Uncooperative weather again proved to be the biggest challenge for organizers and racers on the penultimate day of the 2009 J/24 World Championship, hosted by Annapolis Yacht Club and sailed on the waters of the Chesapeake Bay.
With an unsettled weather system tracking into the area, the breeze settled down enough for a single race before thunder squalls made continuing competition impossible.
Pulling into the lead of the 79-boat fleet with a fifth-place finish in Thursday's only race was 2008 World Champion Andrea CASALE (ITA) and his Fiamma Gialla team, including Vittorio ROSSO, Ernesto ANGELETTI, Enzo DI CAPUA, and Fabio MONTEFUSCO.
"It was a very close finish,"
CASALE said, describing being in the middle of three overlapped boats, Argentinian Alejandro ROSSI's Cerro Castor in fourth, Fiamma Gialla, and Chris LARSON's (USA) of Annapolis and his National Sailing Hall of Fame team in sixth.
"It was a tricky race,"
he said. "The breeze was pretty steady, 180 to 190, but we are not used to the tide. In the Mediterranean where we come from, there are no tides or current."
Despite the challenges, CASALE was pleased. "It was one of the best of the four,"
he said with a smile. "In one, there was too little wind, and in the first two, I didn't like racing in the rain. But we've come a long way to be here, and we're happy to be in the fight."
CASALE's preparations for this event began before he started to prepare for the 2008 event in Sardinia. He put together a crew who could make a long-term commitment to stay together and travel as a team, and, after having been disappointed by a chartered boat he sailed in the 2004 Worlds in Connecticut, he decided that being able to bring his own boat along would be critical to further competition.

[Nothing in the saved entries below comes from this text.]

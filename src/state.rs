//! Accessible state flags.

use bitflags::bitflags;

bitflags! {
    /// Boolean state flags of an accessible node.
    ///
    /// A node's state set is a snapshot: the bus pushes `state-changed`
    /// notifications when individual flags flip, and the cached copy is
    /// invalidated then.
    #[derive(Clone, Copy, Debug, Default, Eq, PartialEq, Hash)]
    pub struct StateSet: u32 {
        /// Rendered on screen (possibly scrolled out of the viewport).
        const SHOWING             = 0x0001;
        /// Not explicitly hidden.
        const VISIBLE             = 0x0002;
        /// Can receive keyboard focus.
        const FOCUSABLE           = 0x0004;
        /// Currently has keyboard focus.
        const FOCUSED             = 0x0008;
        /// Content can be edited by the user.
        const EDITABLE            = 0x0010;
        /// Children are virtual and materialized on demand; structural
        /// walks must not enumerate them.
        const MANAGES_DESCENDANTS = 0x0020;
        /// Selected within its container.
        const SELECTED            = 0x0040;
        /// Checked (check boxes, toggle buttons).
        const CHECKED             = 0x0080;
        /// Expanded (tree items, combo boxes).
        const EXPANDED            = 0x0100;
        /// Can be expanded or collapsed.
        const EXPANDABLE          = 0x0200;
        /// The element no longer exists on the bus.
        const DEFUNCT             = 0x0400;
    }
}

impl StateSet {
    /// Check whether the node is actually presentable on screen.
    #[must_use]
    pub const fn is_showing(self) -> bool {
        self.contains(Self::SHOWING.union(Self::VISIBLE))
    }
}
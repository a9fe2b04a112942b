//! Flat review: 2-D, screen-geometry-driven navigation.
//!
//! Orthogonal to the logical caret engine: the visible screen is
//! harvested into rectangular content [`Zone`]s, clustered into visual
//! [`Line`]s by vertical overlap, and navigated with a
//! [`ReviewContext`] cursor that moves by line, zone, word and
//! character.

mod cluster;
mod context;
mod zone;

pub use cluster::{Line, cluster_zones_by_line};
pub use context::{BrailleRegion, Granularity, ReviewContext, Wrap};
pub use zone::{CharBox, Word, Zone, ZoneKind, showing_zones};

use crate::geometry::Rect;
use crate::role::Role;

/// Configuration for building a review session.
#[derive(Clone, Debug)]
pub struct ReviewOptions {
    /// Clip rectangle; defaults to the review root's own extents.
    pub clip: Option<Rect>,
    /// Minimum vertical overlap (fraction of the shorter zone's
    /// height) for two zones to share a line.
    pub same_line_threshold: f32,
    /// Roles treated as atomic leaves during zone harvesting.
    pub atomic_roles: Vec<Role>,
}

impl ReviewOptions {
    /// Options with the defaults the presentation layer expects.
    #[must_use]
    pub fn new() -> Self {
        Self {
            clip: None,
            same_line_threshold: 0.25,
            atomic_roles: vec![Role::ComboBox, Role::PageTab],
        }
    }

    /// Builder: clip zone harvesting to a rectangle.
    #[must_use]
    pub fn with_clip(mut self, clip: Rect) -> Self {
        self.clip = Some(clip);
        self
    }

    /// Builder: adjust the same-line overlap threshold.
    #[must_use]
    pub fn with_same_line_threshold(mut self, threshold: f32) -> Self {
        self.same_line_threshold = threshold;
        self
    }

    /// Builder: add a role treated as an atomic review leaf.
    #[must_use]
    pub fn with_atomic_role(mut self, role: Role) -> Self {
        self.atomic_roles.push(role);
        self
    }
}

impl Default for ReviewOptions {
    fn default() -> Self {
        Self::new()
    }
}
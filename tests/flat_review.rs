//! Flat-review: zone harvesting, clustering and 2-D navigation.

mod common;

use std::rc::Rc;

use common::session_over;
use lector::{
    Error, Granularity, Rect, ReviewContext, ReviewOptions, Role, Session, SimTree, Wrap,
};

fn screen(build: impl FnOnce(&SimTree) -> lector::NodeHandle) -> (Session, lector::NodeRef) {
    let sim = Rc::new(SimTree::new());
    let root = build(&sim);
    let session = session_over(&sim);
    let root_node = session.resolve(root);
    (session, root_node)
}

fn label(sim: &SimTree, parent: lector::NodeHandle, name: &str, rect: Rect) -> lector::NodeHandle {
    let h = sim.add_child(parent, Role::Label);
    sim.set_name(h, name);
    sim.set_extents(h, rect);
    h
}

#[test]
fn bands_inside_each_other_share_a_line() {
    // Zone A spans y 100..120 (height 20); zone B y 110..118 (height 8,
    // fully inside A's band): the 100% overlap of the shorter easily
    // beats the 25% rule. The third at y 200..220 starts a new line.
    let (session, root) = screen(|sim| {
        let doc = sim.add_root(Role::DocumentFrame);
        label(sim, doc, "A", Rect::new(0, 100, 40, 20));
        label(sim, doc, "B", Rect::new(50, 110, 40, 8));
        label(sim, doc, "C", Rect::new(0, 200, 40, 20));
        doc
    });
    let ctx = session.review(&root).unwrap();
    assert_eq!(ctx.line_count(), 2);
    assert_eq!(ctx.current(Granularity::Line).unwrap().0, "A B");
}

#[test]
fn clustering_is_deterministic_for_a_fixed_screen() {
    let build = |sim: &SimTree| {
        let doc = sim.add_root(Role::DocumentFrame);
        label(sim, doc, "one", Rect::new(120, 10, 40, 14));
        label(sim, doc, "two", Rect::new(0, 12, 40, 14));
        label(sim, doc, "three", Rect::new(60, 8, 40, 14));
        label(sim, doc, "four", Rect::new(0, 40, 40, 14));
        doc
    };
    let lines_of = |(session, root): (Session, lector::NodeRef)| -> Vec<String> {
        let ctx = session.review(&root).unwrap();
        let mut out = Vec::new();
        let mut more = true;
        let mut ctx = ctx;
        while more {
            out.push(ctx.current(Granularity::Line).unwrap().0);
            more = ctx.go_next(Granularity::Line, Wrap::empty());
        }
        out
    };
    let a = lines_of(screen(build));
    let b = lines_of(screen(build));
    assert_eq!(a, b);
    assert_eq!(a, vec!["two three one".to_string(), "four".to_string()]);
}

#[test]
fn empty_screen_reports_nothing_to_review() {
    let (session, root) = screen(|sim| sim.add_root(Role::DocumentFrame));
    match session.review(&root) {
        Err(Error::NothingToReview) => {}
        other => panic!("expected NothingToReview, got {other:?}"),
    }
}

#[test]
fn zero_height_marker_on_the_clip_edge_survives() {
    let sim = Rc::new(SimTree::new());
    let doc = sim.add_root(Role::DocumentFrame);
    label(&sim, doc, "edge", Rect::new(0, 100, 40, 0));
    let session = session_over(&sim);
    let root = session.resolve(doc);
    let opts = ReviewOptions::new().with_clip(Rect::new(0, 0, 200, 100));
    let ctx = ReviewContext::build(&session, &root, &opts).unwrap();
    assert_eq!(ctx.current(Granularity::Zone).unwrap().0, "edge");
}

#[test]
fn zone_navigation_honors_wrap_flags() {
    let (session, root) = screen(|sim| {
        let doc = sim.add_root(Role::DocumentFrame);
        label(sim, doc, "a", Rect::new(0, 0, 20, 16));
        label(sim, doc, "b", Rect::new(30, 0, 20, 16));
        label(sim, doc, "c", Rect::new(0, 40, 20, 16));
        doc
    });
    let mut ctx = session.review(&root).unwrap();

    assert!(ctx.go_next(Granularity::Zone, Wrap::empty()));
    assert_eq!(ctx.current(Granularity::Zone).unwrap().0, "b");
    // End of line without WRAP_LINE: refused.
    assert!(!ctx.go_next(Granularity::Zone, Wrap::empty()));
    assert!(ctx.go_next(Granularity::Zone, Wrap::LINE));
    assert_eq!(ctx.current(Granularity::Zone).unwrap().0, "c");
    // Bottom of screen without WRAP_TOP_BOTTOM: refused.
    assert!(!ctx.go_next(Granularity::Zone, Wrap::LINE));
    assert!(ctx.go_next(Granularity::Zone, Wrap::ALL));
    assert_eq!(ctx.current(Granularity::Zone).unwrap().0, "a");
    // And backward over the top edge.
    assert!(!ctx.go_previous(Granularity::Zone, Wrap::LINE));
    assert!(ctx.go_previous(Granularity::Zone, Wrap::ALL));
    assert_eq!(ctx.current(Granularity::Zone).unwrap().0, "c");
}

#[test]
fn vertical_move_lands_on_overlapping_character() {
    // Line A has a character at x 10..20. Line B has characters at
    // x 0..9 and x 21..30: neither overlaps, so the cursor stays on
    // the nearer one short of overshooting; with an overlapping
    // candidate present it lands there.
    let (session, root) = screen(|sim| {
        let doc = sim.add_root(Role::DocumentFrame);
        label(sim, doc, "A", Rect::new(10, 0, 10, 16));
        label(sim, doc, "x", Rect::new(0, 40, 9, 16));
        label(sim, doc, "y", Rect::new(21, 40, 9, 16));
        doc
    });
    let mut ctx = session.review(&root).unwrap();
    assert!(ctx.go_below(Granularity::Char, Wrap::empty()));
    assert_eq!(ctx.current(Granularity::Char).unwrap().0, "x");

    // Returning up re-aligns on the remembered span.
    assert!(ctx.go_above(Granularity::Char, Wrap::empty()));
    assert_eq!(ctx.current(Granularity::Char).unwrap().0, "A");
}

#[test]
fn vertical_target_tracks_across_narrow_lines() {
    let (session, root) = screen(|sim| {
        let doc = sim.add_root(Role::DocumentFrame);
        let wide = sim.add_child(doc, Role::Paragraph);
        sim.set_text(wide, "0123456789");
        sim.set_extents(wide, Rect::new(0, 0, 80, 16));
        let narrow = sim.add_child(doc, Role::Paragraph);
        sim.set_text(narrow, "ab");
        sim.set_extents(narrow, Rect::new(0, 32, 16, 16));
        let wide2 = sim.add_child(doc, Role::Paragraph);
        sim.set_text(wide2, "9876543210");
        sim.set_extents(wide2, Rect::new(0, 64, 80, 16));
        doc
    });
    let mut ctx = session.review(&root).unwrap();
    // Move to column 6 of the wide line.
    for _ in 0..6 {
        assert!(ctx.go_next(Granularity::Char, Wrap::empty()));
    }
    assert_eq!(ctx.current(Granularity::Char).unwrap().0, "6");
    // The narrow line clamps to its last character...
    assert!(ctx.go_below(Granularity::Char, Wrap::empty()));
    assert_eq!(ctx.current(Granularity::Char).unwrap().0, "b");
    // ...but the remembered target still lands column 6 below it.
    assert!(ctx.go_below(Granularity::Char, Wrap::empty()));
    assert_eq!(ctx.current(Granularity::Char).unwrap().0, "3");
}

#[test]
fn word_navigation_across_zones_skips_whitespace() {
    let (session, root) = screen(|sim| {
        let doc = sim.add_root(Role::DocumentFrame);
        let para = sim.add_child(doc, Role::Paragraph);
        sim.set_text(para, "hello   world");
        doc
    });
    let mut ctx = session.review(&root).unwrap();
    assert_eq!(ctx.current(Granularity::Word).unwrap().0, "hello");
    assert!(ctx.go_next(Granularity::Word, Wrap::empty()));
    assert_eq!(ctx.current(Granularity::Word).unwrap().0, "world");
}

#[test]
fn review_and_caret_engines_agree_on_content() {
    // The same document seen logically and spatially.
    let (session, root) = screen(|sim| {
        let doc = sim.add_root(Role::DocumentFrame);
        let a = sim.add_child(doc, Role::Paragraph);
        sim.set_text(a, "alpha");
        let b = sim.add_child(doc, Role::Paragraph);
        sim.set_text(b, "beta");
        sim.embed_children(doc);
        doc
    });
    let review = session.review(&root).unwrap();
    let review_lines: Vec<String> = {
        let mut ctx = review;
        let mut out = vec![ctx.current(Granularity::Line).unwrap().0];
        while ctx.go_next(Granularity::Line, Wrap::empty()) {
            out.push(ctx.current(Granularity::Line).unwrap().0);
        }
        out
    };
    let say_all_lines: Vec<String> = session
        .say_all(&root)
        .unwrap()
        .map(|chunk| chunk.iter().map(|c| c.text.as_str()).collect())
        .collect();
    assert_eq!(review_lines, say_all_lines);
    assert_eq!(review_lines, vec!["alpha".to_string(), "beta".to_string()]);
}

#[test]
fn point_routing_finds_zone_and_character() {
    let (session, root) = screen(|sim| {
        let doc = sim.add_root(Role::DocumentFrame);
        let para = sim.add_child(doc, Role::Paragraph);
        sim.set_text(para, "abcd");
        sim.set_extents(para, Rect::new(0, 0, 32, 16));
        doc
    });
    let mut ctx = session.review(&root).unwrap();
    assert!(ctx.set_current_from_point(17, 8));
    assert_eq!(ctx.current(Granularity::Char).unwrap().0, "c");
    assert_eq!(ctx.current_offset(), Some(2));
}

#[test]
fn braille_regions_expose_line_layout() {
    let (session, root) = screen(|sim| {
        let doc = sim.add_root(Role::DocumentFrame);
        label(sim, doc, "File", Rect::new(0, 0, 32, 16));
        label(sim, doc, "Edit", Rect::new(40, 0, 32, 16));
        label(sim, doc, "View", Rect::new(80, 0, 32, 16));
        doc
    });
    let ctx = session.review(&root).unwrap();
    let regions = ctx.braille_regions();
    let texts: Vec<&str> = regions.iter().map(|r| r.text.as_str()).collect();
    assert_eq!(texts, vec!["File", "Edit", "View"]);
    assert_eq!(regions[0].column, 0);
    assert_eq!(regions[1].column, 5);
    assert_eq!(regions[2].column, 10);
    assert_eq!(regions[0].cursor, Some(0));
    assert_eq!(regions[1].cursor, None);
}
//! `lector` - screen-reader navigation core
//!
//! A caret-context traversal engine over an externally-owned
//! accessibility tree, plus a flat-review spatial engine that clusters
//! on-screen zones into visual lines. Speech and braille rendering are
//! out of scope: presentation layers consume content tuples and review
//! positions from here and do their own output.

// Crate-level lint configuration
#![warn(unsafe_code)]
#![allow(dead_code)] // Public API functions not yet used internally
#![allow(clippy::cast_possible_truncation)] // Intentional offset casts
#![allow(clippy::cast_sign_loss)] // Intentional coordinate conversions
#![allow(clippy::cast_precision_loss)] // Intentional for overlap math
#![allow(clippy::cast_possible_wrap)] // Intentional coordinate conversions
#![allow(clippy::module_name_repetitions)] // Allow ReviewContext etc
#![allow(clippy::missing_errors_doc)] // Docs WIP
#![allow(clippy::missing_panics_doc)] // Docs WIP
#![allow(clippy::missing_const_for_fn)] // Many functions could be const, not critical
#![allow(clippy::doc_markdown)] // Allow technical names without backticks
#![allow(clippy::use_self)] // Allow explicit type names in impl blocks
#![allow(clippy::needless_pass_by_value)] // Allow pass by value for small Copy types
#![allow(clippy::branches_sharing_code)] // Code clarity over DRY in branching
#![allow(clippy::collapsible_if)] // Sometimes nested ifs are clearer
#![allow(clippy::cast_lossless)] // as casts are fine for primitive widening
#![allow(clippy::items_after_statements)] // Common pattern in tests
#![allow(clippy::redundant_clone)] // Clones in tests for clarity are fine
#![allow(clippy::semicolon_if_nothing_returned)] // Style preference
#![allow(clippy::float_cmp)] // Exact ratios in tests are intentional

pub mod cache;
pub mod caret;
pub mod error;
pub mod event;
pub mod geometry;
pub mod notify;
pub mod review;
pub mod role;
pub mod session;
pub mod sim;
pub mod source;
pub mod state;

// Re-export core types at crate root
pub use cache::{Invalidation, Node, NodeCache, NodeRef};
pub use caret::{CaretContext, Content, SayAll, TraversalPolicy, Walker};
pub use error::{Error, Result};
pub use event::{LogLevel, emit_event, emit_log, set_event_callback, set_log_callback};
pub use geometry::Rect;
pub use notify::{ChildChange, Notification, TextChange};
pub use review::{
    BrailleRegion, Granularity, Line, ReviewContext, ReviewOptions, Wrap, Zone, ZoneKind,
};
pub use role::Role;
pub use session::Session;
pub use sim::SimTree;
pub use source::{
    AccessibleSource, Capabilities, EMBEDDED_OBJECT_CHAR, LinkSpan, NodeHandle, TextBoundary,
    TextChunk,
};
pub use state::StateSet;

A friend of CASALE's owns the international transportation concern Mediterranean Shipping Company, and stepped up to sponsor the team by providing free transportation for the boat. So he is Annapolis with his own familiar boat, a strong familiar team, and optimism for the final outcome of the regatta after tomorrow's competition. "I'll want to talk about this tomorrow, at the presentation,"
he said. "We are happy just to be in the fight."
Today's race was particularly challenging for those in the back half of the fleet. Just under half of the fleet had finished as the squall line approached, sucking up the breeze and spitting it back out with a 150-degree shift, accompanied by crackles of lightning.
"The chutes were coming down and the jibs were going up,"
said Principal Race Officer Sandy GROSVENOR, who had set a four-legged course for the contest.
Wind shifts before the start required re-setting the line several times before getting off a black-flag start which caught six boats in disqualifications. "I felt an urgency to start the race,"
GROSVENOR also posted an amendment to the sailing instructions calling for an early start for tomorrow's final day of racing, with the first signal scheduled for 09:30. She plans to try for up to three races, but no starting sequence can begin after 14:30.
With four races in the bag, however, the series counts as an official championship. After one more race on Friday, the worst-race throwout will kick in, and quite a few places will change as teams lose expensive penalties or disappointing finishes in Wednesday's light air.